● TASK ITEM:
Your response should be the complete data, transcribed exactly.

::::::::

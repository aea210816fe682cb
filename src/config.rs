//! Client configuration.

use crate::retry;

use aws_sdk_dynamodb::{Client, config};
use std::time;

/// Region used when none is configured.
pub const DEFAULT_REGION: &str = "us-east-1";

/// Default number of items returned by a scan.
pub const DEFAULT_SCAN_LIMIT: i32 = 1000;

/// Polling settings used while waiting for a table to change state.
#[derive(Clone, Debug, Eq, PartialEq)]
pub struct WaitConfig {
    /// Pause between two describe-table calls.
    pub poll_interval: time::Duration,
    /// Give up once this much time has passed.
    pub max_wait: time::Duration,
}

impl Default for WaitConfig {
    fn default() -> Self {
        Self {
            poll_interval: time::Duration::from_secs(1),
            max_wait: time::Duration::from_secs(120),
        }
    }
}

/// Configuration of a [`DataApi`](crate::client::DataApi).
///
/// ```rust
/// use dynamodb_data_api::config::DataApiConfig;
/// use std::time::Duration;
///
/// let config = DataApiConfig {
///     endpoint_url: Some("http://localhost:8000".to_string()),
///     timeout: Some(Duration::from_secs(5)),
///     ..Default::default()
/// };
/// ```
#[derive(Clone, Debug, PartialEq)]
pub struct DataApiConfig {
    /// AWS region; [`DEFAULT_REGION`] when unset.
    pub region: Option<String>,
    /// Custom endpoint, e.g. a local DynamoDB.
    pub endpoint_url: Option<String>,
    /// Retry policy for throttled operations.
    pub retry: retry::RetryConfig,
    /// Deadline for each store call, retries included.
    pub timeout: Option<time::Duration>,
    /// Item limit applied to scans that do not set one.
    pub scan_limit: Option<i32>,
    /// Pause between creating a seeded table and inserting its rows.
    pub seed_delay: time::Duration,
    /// Polling used by table creation and deletion.
    pub table_wait: WaitConfig,
}

impl Default for DataApiConfig {
    fn default() -> Self {
        Self {
            region: None,
            endpoint_url: None,
            retry: retry::RetryConfig::default(),
            timeout: None,
            scan_limit: Some(DEFAULT_SCAN_LIMIT),
            seed_delay: time::Duration::ZERO,
            table_wait: WaitConfig::default(),
        }
    }
}

impl DataApiConfig {
    /// Region in effect.
    pub fn region(&self) -> &str {
        self.region.as_deref().unwrap_or(DEFAULT_REGION)
    }

    /// Load AWS settings (credentials from the environment chain) and build a client.
    pub async fn load_client(&self) -> Client {
        let mut loader = aws_config::defaults(aws_config::BehaviorVersion::latest())
            .region(config::Region::new(self.region().to_string()));
        if let Some(endpoint_url) = &self.endpoint_url {
            loader = loader.endpoint_url(endpoint_url);
        }
        let sdk_config = loader.load().await;
        Client::new(&sdk_config)
    }
}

::::::::

● EXERCISE SOLUTION:
repository aea210816fe682cb
filename src/config.rs
//! Client configuration.

use crate::retry;

use aws_sdk_dynamodb::{Client, config};
use std::time;

/// Region used when none is configured.
pub const DEFAULT_REGION: &str = "us-east-1";

/// Default number of items returned by a scan.
pub const DEFAULT_SCAN_LIMIT: i32 = 1000;

/// Polling settings used while waiting for a table to change state.
#[derive(Clone, Debug, Eq, PartialEq)]
pub struct WaitConfig {
    /// Pause between two describe-table calls.
    pub poll_interval: time::Duration,
    /// Give up once this much time has passed.
    pub max_wait: time::Duration,
}

impl Default for WaitConfig {
    fn default() -> Self {
        Self {
            poll_interval: time::Duration::from_secs(1),
            max_wait: time::Duration::from_secs(120),
        }
    }
}

/// Configuration of a [`DataApi`](crate::client::DataApi).
///
/// ```rust
/// use dynamodb_data_api::config::DataApiConfig;
/// use std::time::Duration;
///
/// let config = DataApiConfig {
///     endpoint_url: Some("http://localhost:8000".to_string()),
///     timeout: Some(Duration::from_secs(5)),
///     ..Default::default()
/// };
/// ```
#[derive(Clone, Debug, PartialEq)]
pub struct DataApiConfig {
    /// AWS region; [`DEFAULT_REGION`] when unset.
    pub region: Option<String>,
    /// Custom endpoint, e.g. a local DynamoDB.
    pub endpoint_url: Option<String>,
    /// Retry policy for throttled operations.
    pub retry: retry::RetryConfig,
    /// Deadline for each store call, retries included.
    pub timeout: Option<time::Duration>,
    /// Item limit applied to scans that do not set one.
    pub scan_limit: Option<i32>,
    /// Pause between creating a seeded table and inserting its rows.
    pub seed_delay: time::Duration,
    /// Polling used by table creation and deletion.
    pub table_wait: WaitConfig,
}

impl Default for DataApiConfig {
    fn default() -> Self {
        Self {
            region: None,
            endpoint_url: None,
            retry: retry::RetryConfig::default(),
            timeout: None,
            scan_limit: Some(DEFAULT_SCAN_LIMIT),
            seed_delay: time::Duration::ZERO,
            table_wait: WaitConfig::default(),
        }
    }
}

impl DataApiConfig {
    /// Region in effect.
    pub fn region(&self) -> &str {
        self.region.as_deref().unwrap_or(DEFAULT_REGION)
    }

    /// Load AWS settings (credentials from the environment chain) and build a client.
    pub async fn load_client(&self) -> Client {
        let mut loader = aws_config::defaults(aws_config::BehaviorVersion::latest())
            .region(config::Region::new(self.region().to_string()));
        if let Some(endpoint_url) = &self.endpoint_url {
            loader = loader.endpoint_url(endpoint_url);
        }
        let sdk_config = loader.load().await;
        Client::new(&sdk_config)
    }
}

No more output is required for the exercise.